Al terzo disco gli Iron Fire non riescono ancora a mettere in mostra qualità che li possano far emergere da un paludoso anonimato. Fin troppo derivativi, persino per uno tollerante come il sottoscritto, e mai in grado di colpire le corde vibranti dell’animo di un Defender of the Faith.
Dai tempi dell'esordio "Thunderstom", uscito nel 2000, è sopravvissuto il solo cantante Martin Steene (poi anche frontman dei Force Of Evil), il quale nemmeno in questa occasione lascia l'impressione di poter fare la differenza.
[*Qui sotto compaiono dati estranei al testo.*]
use crate::error::{Error, Result};
use crate::types::{Field, FieldSet, UserOperationDraft};
use async_trait::async_trait;
use std::fmt;

/// One step of UserOperation assembly.
///
/// A stage declares which fields it reads and which it fills in. [`Pipeline::new`] checks the
/// declarations against each other, so a misordered pipeline fails at composition time
/// instead of producing an operation the bundler rejects.
#[async_trait]
pub trait Stage: Send + Sync {
    fn name(&self) -> &'static str;

    /// Fields that must be resolved before the stage runs.
    fn requires(&self) -> FieldSet;

    /// Fields the stage resolves.
    fn provides(&self) -> FieldSet;

    async fn apply(&self, draft: UserOperationDraft) -> Result<UserOperationDraft>;
}

/// An ordered, contract-checked list of stages.
pub struct Pipeline {
    stages: Vec<Box<dyn Stage>>,
    initial: FieldSet,
}

impl fmt::Debug for Pipeline {
    fn fmt(&self, f: &mut fmt::Formatter<'_>) -> fmt::Result {
        let names: Vec<&str> = self.stages.iter().map(|s| s.name()).collect();
        f.debug_struct("Pipeline")
            .field("stages", &names)
            .field("initial", &self.initial)
            .finish()
    }
}

impl Pipeline {
    /// Composes `stages` to run on drafts that already have `initial` resolved.
    ///
    /// Fails when a stage needs a field no earlier stage provides, or when any stage is
    /// placed after the one producing the signature.
    pub fn new(initial: FieldSet, stages: Vec<Box<dyn Stage>>) -> Result<Self> {
        let mut resolved = initial;
        let mut signed_by: Option<&'static str> = None;

        for stage in &stages {
            if let Some(signer) = signed_by {
                return Err(Error::Config(format!(
                    "stage `{}` is placed after `{signer}`; nothing may change a signed operation",
                    stage.name()
                )));
            }
            let missing = stage.requires().difference(resolved);
            if !missing.is_empty() {
                return Err(Error::Config(format!(
                    "stage `{}` requires {missing} which no earlier stage provides",
                    stage.name()
                )));
            }
            resolved = resolved.union(stage.provides());
            if stage.provides().contains(Field::Signature) {
                signed_by = Some(stage.name());
            }
        }

        Ok(Self { stages, initial })
    }

    pub fn stage_names(&self) -> Vec<&'static str> {
        self.stages.iter().map(|s| s.name()).collect()
    }

    /// Runs every stage in order. The first failure aborts the run and the partial draft is
    /// dropped, along with any nonce reservation it holds.
    pub async fn run(&self, draft: UserOperationDraft) -> Result<UserOperationDraft> {
        let missing = self.initial.difference(draft.resolved());
        if !missing.is_empty() {
            return Err(Error::StageContract {
                stage: "pipeline input",
                missing,
            });
        }

        let mut draft = draft;
        for stage in &self.stages {
            let missing = stage.requires().difference(draft.resolved());
            if !missing.is_empty() {
                return Err(Error::StageContract {
                    stage: stage.name(),
                    missing,
                });
            }

            tracing::debug!(stage = stage.name(), "running stage");
            draft = stage.apply(draft).await.map_err(|error| {
                tracing::warn!(stage = stage.name(), %error, "stage failed");
                error
            })?;

            let missing = stage.provides().difference(draft.resolved());
            if !missing.is_empty() {
                return Err(Error::StageContract {
                    stage: stage.name(),
                    missing,
                });
            }
        }
        Ok(draft)
    }
}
Non aiuta il gruppo danese la scelta di piazzare il brano meglio riuscito nel finale, quando una battagliera "Break the Spell" mostra sia i denti, sia una discreta incisività da parte della chitarra di Andersen. Si lasciano poi “solo” ascoltare la veloce e cavalcante "Ironhead", un pezzo lanciato sulla scia dei Running Wild, e la power/epic ballad "Savage Prophecy", che riesce ad essere evocativa nelle parti strumentali e corali, ma non in quelle di competenza a Steene, sopratutto quando cerca di "fare" il Tobias Sammet. Un tentativo questo che fallisce anche in altri pezzi, come ad esempio sull'acustica "Icecold Arion" e su "Stand as King", una canzone davvero banale e dove per l'indirizzo musicale è comunque rivolta più al versante degli Hammerfall che a quello degli Edguy. Con "Whirlwind of Doom" gli Iron Fire mischiano Manowar, Angra e Skyclad, aggiungendoci pure un tocco di velato modernismo (che appare più evidente sulla tediosa "Mindmachine"), il tutto tuttavia senza risultati apprezzabili.
Mah... tanto fumo e ben poco arrosto.